When deadly steamboat races enthralled America
John Dougherty writes: "Defined broadly as any vessel powered by a steam engine, the term “steamboat” is more often used to describe paddle wheel-propelled crafts that roamed the rivers of the United States, particularly the Mississippi, in the 19th century. An early prototype set sail in 1787, but it was only in 1807 that the first commercially successful steamboat made its debut. High-stakes—and sometimes deadly—steamboat races followed soon after. The 19th-century humorist Charles Godfrey Leland said about steamboat racing. “From the days of the Romans and Norsemen down to the present time, there was never any form of amusement discovered so daring, so dangerous and so exciting as a steamboat race,” he wrote in 1893, and nobody but Americans could have ever invented or indulged in it." What some have called the first steamboat race in American history occurred in July 1811.

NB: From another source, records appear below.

//! Interaction log and feedback correlation.
//!
//! Every answered question becomes one row of the `chathistory` table, keyed by
//! the moment the question was submitted. A later thumbs up/down is joined back
//! to that row by the same key and fills in its `good` or `bad` column.

use crate::error::{KingbotError, Result};
use crate::session::PendingInteraction;
use async_trait::async_trait;
use rusqlite::{params, Connection, OptionalExtension};
use serde::{Deserialize, Serialize};
use std::path::Path;
use std::sync::{Mutex, MutexGuard};
use tracing::{debug, info, instrument, warn};
use uuid::Uuid;

const SCHEMA: &str = r#"
CREATE TABLE IF NOT EXISTS chathistory (
    timestamp TEXT PRIMARY KEY,
    date TEXT NOT NULL,
    time TEXT NOT NULL,
    session_id TEXT NOT NULL,
    query TEXT NOT NULL,
    answer TEXT NOT NULL,
    good TEXT,
    bad TEXT,
    spare1 TEXT,
    spare2 TEXT,
    reference TEXT NOT NULL DEFAULT ''
);

CREATE INDEX IF NOT EXISTS idx_chathistory_session ON chathistory(session_id);
"#;

/// A user's verdict on an answer.
#[derive(Debug, Clone, Copy, PartialEq, Eq, Serialize, Deserialize)]
#[serde(rename_all = "lowercase")]
pub enum Rating {
    Good,
    Bad,
    None,
}

impl Rating {
    /// Map a thumbs glyph (or its name) onto a rating. No glyph means no rating.
    pub fn from_glyph(glyph: Option<&str>) -> Result<Self> {
        let Some(glyph) = glyph.map(str::trim).filter(|g| !g.is_empty()) else {
            return Ok(Rating::None);
        };
        match glyph {
            "👍" | "good" | "up" | "thumbs_up" => Ok(Rating::Good),
            "👎" | "bad" | "down" | "thumbs_down" => Ok(Rating::Bad),
            other => Err(KingbotError::InvalidInput(format!(
                "Unknown feedback rating: {}",
                other
            ))),
        }
    }

    /// Log column the comment is written to.
    pub fn column(self) -> Option<&'static str> {
        match self {
            Rating::Good => Some("good"),
            Rating::Bad => Some("bad"),
            Rating::None => None,
        }
    }
}

/// Feedback as submitted from the widget.
#[derive(Debug, Clone, Deserialize)]
pub struct FeedbackEvent {
    /// Timestamp key of the answer being rated.
    pub key: String,
    /// 👍 or 👎.
    #[serde(default)]
    pub rating: Option<String>,
    #[serde(default)]
    pub comment: Option<String>,
}

/// Feedback resolved against the log.
#[derive(Debug, Clone, PartialEq)]
pub struct FeedbackRecord {
    pub timestamp: String,
    pub rating: Rating,
    pub comment: String,
}

impl TryFrom<FeedbackEvent> for FeedbackRecord {
    type Error = KingbotError;

    fn try_from(event: FeedbackEvent) -> Result<Self> {
        Ok(Self {
            rating: Rating::from_glyph(event.rating.as_deref())?,
            comment: event.comment.as_deref().map(str::trim).unwrap_or_default().to_string(),
            timestamp: event.key,
        })
    }
}

/// One answered question, ready to be logged.
#[derive(Debug, Clone, PartialEq)]
pub struct InteractionRow {
    pub timestamp: String,
    pub date: String,
    pub time: String,
    pub session_id: String,
    pub query: String,
    pub answer: String,
    pub reference: String,
}

impl InteractionRow {
    pub fn new(
        session_id: Uuid,
        interaction: &PendingInteraction,
        answer: &str,
        reference: &str,
    ) -> Self {
        Self {
            timestamp: interaction.moment_key(),
            date: interaction.moment.format("%Y-%m-%d").to_string(),
            time: interaction.moment.format("%H:%M:%S").to_string(),
            session_id: session_id.to_string(),
            query: interaction.logged_query(),
            answer: answer.to_string(),
            reference: reference.to_string(),
        }
    }
}

/// A logged row together with its feedback columns.
#[derive(Debug, Clone, PartialEq)]
pub struct LoggedInteraction {
    pub row: InteractionRow,
    pub good: Option<String>,
    pub bad: Option<String>,
}

/// Persistent store of answered questions.
#[async_trait]
pub trait InteractionLog: Send + Sync {
    /// Record an answered question with empty feedback.
    async fn insert(&self, row: &InteractionRow) -> Result<()>;

    /// Write feedback onto the row with the record's timestamp.
    ///
    /// Never inserts. Returns whether a row was updated; rows that already
    /// carry feedback and unknown keys are left alone.
    async fn apply_feedback(&self, record: &FeedbackRecord) -> Result<bool>;
}

/// `chathistory` table in SQLite.
pub struct SqliteInteractionLog {
    conn: Mutex<Connection>,
}

impl SqliteInteractionLog {
    /// Open (or create) the log database.
    #[instrument(skip_all)]
    pub fn new(path: &Path) -> Result<Self> {
        if let Some(parent) = path.parent() {
            std::fs::create_dir_all(parent)?;
        }

        let conn = Connection::open(path)?;
        conn.execute_batch("PRAGMA journal_mode=WAL;")?;
        conn.execute_batch(SCHEMA)?;

        info!("Opened interaction log at {:?}", path);

        Ok(Self {
            conn: Mutex::new(conn),
        })
    }

    /// Create an in-memory log (useful for testing).
    pub fn in_memory() -> Result<Self> {
        let conn = Connection::open_in_memory()?;
        conn.execute_batch(SCHEMA)?;
        Ok(Self {
            conn: Mutex::new(conn),
        })
    }

    fn lock(&self) -> Result<MutexGuard<'_, Connection>> {
        self.conn
            .lock()
            .map_err(|e| KingbotError::Log(format!("Failed to acquire lock: {}", e)))
    }

    /// Fetch a row by timestamp key.
    pub fn get(&self, timestamp: &str) -> Result<Option<LoggedInteraction>> {
        let conn = self.lock()?;

        let row = conn
            .query_row(
                r#"
                SELECT timestamp, date, time, session_id, query, answer, reference, good, bad
                FROM chathistory
                WHERE timestamp = ?1
                "#,
                params![timestamp],
                |row| {
                    Ok(LoggedInteraction {
                        row: InteractionRow {
                            timestamp: row.get(0)?,
                            date: row.get(1)?,
                            time: row.get(2)?,
                            session_id: row.get(3)?,
                            query: row.get(4)?,
                            answer: row.get(5)?,
                            reference: row.get(6)?,
                        },
                        good: row.get(7)?,
                        bad: row.get(8)?,
                    })
                },
            )
            .optional()?;

        Ok(row)
    }

    /// Number of logged rows.
    pub fn row_count(&self) -> Result<usize> {
        let conn = self.lock()?;
        let count: i64 = conn.query_row("SELECT COUNT(*) FROM chathistory", [], |row| row.get(0))?;
        Ok(count as usize)
    }
}

#[async_trait]
impl InteractionLog for SqliteInteractionLog {
    #[instrument(skip(self, row), fields(timestamp = %row.timestamp))]
    async fn insert(&self, row: &InteractionRow) -> Result<()> {
        let conn = self.lock()?;

        conn.execute(
            r#"
            INSERT INTO chathistory
            (timestamp, date, time, session_id, query, answer, good, bad, spare1, spare2, reference)
            VALUES (?1, ?2, ?3, ?4, ?5, ?6, NULL, NULL, NULL, NULL, ?7)
            "#,
            params![
                row.timestamp,
                row.date,
                row.time,
                row.session_id,
                row.query,
                row.answer,
                row.reference,
            ],
        )?;

        debug!("Logged interaction");
        Ok(())
    }

    #[instrument(skip(self, record), fields(timestamp = %record.timestamp, rating = ?record.rating))]
    async fn apply_feedback(&self, record: &FeedbackRecord) -> Result<bool> {
        let Some(column) = record.rating.column() else {
            debug!("No rating given, nothing to record");
            return Ok(false);
        };

        let conn = self.lock()?;

        // `column` comes from a fixed set of names
        let sql = format!(
            "UPDATE chathistory SET {} = ?1 WHERE timestamp = ?2 AND good IS NULL AND bad IS NULL",
            column
        );
        let updated = conn.execute(&sql, params![record.comment, record.timestamp])?;

        if updated == 0 {
            warn!("Feedback matched no unrated row");
        } else {
            info!("Recorded {} feedback", column);
        }
        Ok(updated > 0)
    }
}

#[cfg(test)]
mod tests {
    use super::*;
    use chrono::{Local, TimeZone};

    fn interaction(second: u32, query: &str, chip: Option<&str>) -> PendingInteraction {
        PendingInteraction {
            moment: Local.with_ymd_and_hms(2026, 10, 19, 9, 30, second).unwrap(),
            query: query.to_string(),
            chip: chip.map(str::to_string),
        }
    }

    fn feedback(key: &str, rating: Option<&str>, comment: Option<&str>) -> FeedbackRecord {
        FeedbackRecord::try_from(FeedbackEvent {
            key: key.to_string(),
            rating: rating.map(str::to_string),
            comment: comment.map(str::to_string),
        })
        .unwrap()
    }

    async fn seeded_log() -> (SqliteInteractionLog, Vec<String>) {
        let log = SqliteInteractionLog::in_memory().unwrap();
        let session = Uuid::new_v4();
        let mut keys = Vec::new();
        for (second, query) in [(1, "Where can I print?"), (2, "Can I borrow a laptop?")] {
            let row = InteractionRow::new(session, &interaction(second, query, None), "answer", "");
            log.insert(&row).await.unwrap();
            keys.push(row.timestamp);
        }
        (log, keys)
    }

    #[test]
    fn test_rating_glyphs() {
        assert_eq!(Rating::from_glyph(Some("👍")).unwrap(), Rating::Good);
        assert_eq!(Rating::from_glyph(Some("👎")).unwrap(), Rating::Bad);
        assert_eq!(Rating::from_glyph(Some("thumbs_up")).unwrap(), Rating::Good);
        assert_eq!(Rating::from_glyph(None).unwrap(), Rating::None);
        assert_eq!(Rating::from_glyph(Some(" ")).unwrap(), Rating::None);
        assert!(Rating::from_glyph(Some("🤷")).is_err());

        assert_eq!(Rating::Good.column(), Some("good"));
        assert_eq!(Rating::Bad.column(), Some("bad"));
        assert_eq!(Rating::None.column(), None);
    }

    #[test]
    fn test_comment_is_trimmed_or_empty() {
        let record = feedback("k", Some("👍"), Some("  great \n"));
        assert_eq!(record.comment, "great");

        let record = feedback("k", Some("👎"), None);
        assert_eq!(record.comment, "");
    }

    #[test]
    fn test_row_fields_from_interaction() {
        let session = Uuid::new_v4();
        let row = InteractionRow::new(
            session,
            &interaction(5, "What are the library hours?", Some("hours")),
            "See the hours page.",
            "https://library.sjsu.edu/library-hours/library-hours",
        );

        assert_eq!(row.timestamp, "2026-10-19T09:30:05.000000");
        assert_eq!(row.date, "2026-10-19");
        assert_eq!(row.time, "09:30:05");
        assert_eq!(row.session_id, session.to_string());
        assert_eq!(row.query, "What are the library hours? (hours)");
    }

    #[tokio::test]
    async fn test_thumbs_up_updates_only_matching_row() {
        let (log, keys) = seeded_log().await;

        let updated = log
            .apply_feedback(&feedback(&keys[0], Some("👍"), Some("great")))
            .await
            .unwrap();
        assert!(updated);

        let rated = log.get(&keys[0]).unwrap().unwrap();
        assert_eq!(rated.good.as_deref(), Some("great"));
        assert_eq!(rated.bad, None);

        let untouched = log.get(&keys[1]).unwrap().unwrap();
        assert_eq!(untouched.good, None);
        assert_eq!(untouched.bad, None);
        assert_eq!(log.row_count().unwrap(), 2);
    }

    #[tokio::test]
    async fn test_thumbs_down_without_comment_sets_empty_string() {
        let (log, keys) = seeded_log().await;

        log.apply_feedback(&feedback(&keys[1], Some("👎"), None))
            .await
            .unwrap();

        let rated = log.get(&keys[1]).unwrap().unwrap();
        assert_eq!(rated.bad.as_deref(), Some(""));
        assert_eq!(rated.good, None);
    }

    #[tokio::test]
    async fn test_feedback_never_inserts() {
        let (log, _) = seeded_log().await;

        let updated = log
            .apply_feedback(&feedback("2001-01-01T00:00:00.000000", Some("👍"), Some("hi")))
            .await
            .unwrap();
        assert!(!updated);
        assert_eq!(log.row_count().unwrap(), 2);
    }

    #[tokio::test]
    async fn test_feedback_applies_at_most_once() {
        let (log, keys) = seeded_log().await;

        assert!(log
            .apply_feedback(&feedback(&keys[0], Some("👍"), Some("first")))
            .await
            .unwrap());
        assert!(!log
            .apply_feedback(&feedback(&keys[0], Some("👎"), Some("second")))
            .await
            .unwrap());

        let rated = log.get(&keys[0]).unwrap().unwrap();
        assert_eq!(rated.good.as_deref(), Some("first"));
        assert_eq!(rated.bad, None);
    }

    #[tokio::test]
    async fn test_absent_rating_updates_nothing() {
        let (log, keys) = seeded_log().await;

        let updated = log
            .apply_feedback(&feedback(&keys[0], None, Some("just a note")))
            .await
            .unwrap();
        assert!(!updated);

        let row = log.get(&keys[0]).unwrap().unwrap();
        assert_eq!(row.good, None);
        assert_eq!(row.bad, None);
    }

    #[tokio::test]
    async fn test_duplicate_timestamp_is_an_error() {
        let log = SqliteInteractionLog::in_memory().unwrap();
        let row = InteractionRow::new(Uuid::new_v4(), &interaction(1, "q", None), "a", "");
        log.insert(&row).await.unwrap();
        assert!(matches!(
            log.insert(&row).await,
            Err(KingbotError::Database(_))
        ));
    }
}
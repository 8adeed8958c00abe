//! OpenAI embeddings implementation.

use super::Embedder;
use crate::config::Settings;
use crate::error::{KingbotError, Result};
use crate::openai::create_client_with_timeout;
use async_openai::types::{CreateEmbeddingRequestArgs, EmbeddingInput};
use async_trait::async_trait;
use std::time::Duration;
use tracing::{debug, instrument};

/// OpenAI has a limit on batch size.
const BATCH_SIZE: usize = 100;

/// OpenAI-based embedder.
pub struct OpenAIEmbedder {
    client: async_openai::Client<async_openai::config::OpenAIConfig>,
    model: String,
    dimensions: usize,
}

impl OpenAIEmbedder {
    /// Create an embedder with a custom model and dimensions.
    pub fn with_config(api_key: Option<&str>, model: &str, dimensions: usize) -> Result<Self> {
        Ok(Self {
            client: crate::openai::create_client(api_key)?,
            model: model.to_string(),
            dimensions,
        })
    }

    /// Create an embedder from application settings.
    pub fn from_settings(settings: &Settings) -> Result<Self> {
        Ok(Self {
            client: create_client_with_timeout(
                settings.openai.api_key.as_deref(),
                Duration::from_secs(settings.openai.timeout_secs),
            )?,
            model: settings.embedding.model.clone(),
            dimensions: settings.embedding.dimensions as usize,
        })
    }
}

#[async_trait]
impl Embedder for OpenAIEmbedder {
    #[instrument(skip(self, text))]
    async fn embed(&self, text: &str) -> Result<Vec<f32>> {
        let embeddings = self.embed_batch(&[text.to_string()]).await?;
        embeddings
            .into_iter()
            .next()
            .ok_or_else(|| KingbotError::Embedding("Empty embedding response".to_string()))
    }

    #[instrument(skip(self, texts), fields(count = texts.len()))]
    async fn embed_batch(&self, texts: &[String]) -> Result<Vec<Vec<f32>>> {
        if texts.is_empty() {
            return Ok(Vec::new());
        }

        debug!("Generating embeddings for {} texts", texts.len());

        let mut all_embeddings = Vec::with_capacity(texts.len());

        for chunk in texts.chunks(BATCH_SIZE) {
            let request = CreateEmbeddingRequestArgs::default()
                .model(&self.model)
                .input(EmbeddingInput::StringArray(chunk.to_vec()))
                .dimensions(self.dimensions as u32)
                .build()
                .map_err(|e| KingbotError::Embedding(format!("Failed to build request: {}", e)))?;

            let response = self
                .client
                .embeddings()
                .create(request)
                .await
                .map_err(|e| KingbotError::OpenAI(format!("Embedding API error: {}", e)))?;

            // Sort by index to ensure correct order
            let mut embeddings: Vec<_> = response.data.into_iter().collect();
            embeddings.sort_by_key(|e| e.index);

            all_embeddings.extend(embeddings.into_iter().map(|e| e.embedding));
        }

        debug!("Generated {} embeddings", all_embeddings.len());
        Ok(all_embeddings)
    }

    fn dimensions(&self) -> usize {
        self.dimensions
    }
}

The fascinating life of Madame Tussaud, inventor of the wax museum
Edward Carey writes at the Guardian: "Tussaud was born Marie Grosholtz in Strasbourg, France in 1761. Tussaud was trained by a Swiss master of wax anatomy, Philippe Curtius. Curtius and his young pupil moved to Paris where, in time, she would model not internal body parts but instead the likenesses of Voltaire, Louis XVI, Benjamin Franklin and Jean-Jacques Rousseau. She was in Paris during the Revolution and, on 12 July 1789, a mob stole the wax busts of the Duc d’Orleans and finance minister Necker from their exhibition, and paraded them about the streets in a mock funeral. The waxworks became a very dangerous place, as it was illegal to have busts and figures of people no longer deemed acceptable. Towards the height of the Terror, Tussaud was arrested and imprisoned. When she was released, to cast the guillotined head of Robespierre, the Revolution was over."
95 million year old dinosaur skull is first of its kind in Australia
From IFLScience: "Titanosaurian sauropod dinosaurs, including Patagotitan, roamed around during the Cretaceous period in pretty much every corner of the world. Despite their global distribution and abundance, only a few species have been well preserved with more than one specimen found in the fossil record, and even fewer have been found with skull fragments. One species, Diamantinasaurus matildae, was known from three separate specimens, and now a fourth has been discovered in Australia that includes a near-complete skull with some interesting, previously unknown, features. It's rare to find the skull of a sauropod. Despite being made up of six individuals, the Patagotitan currently on display at the Natural History Museum London had to have a replica head based on similar species as no real head of a Patagotitan has ever been found. The researchers believe that these bones lend support to the theory that there was a land bridge between what is now Australia and South America linking the continents via Antarctica."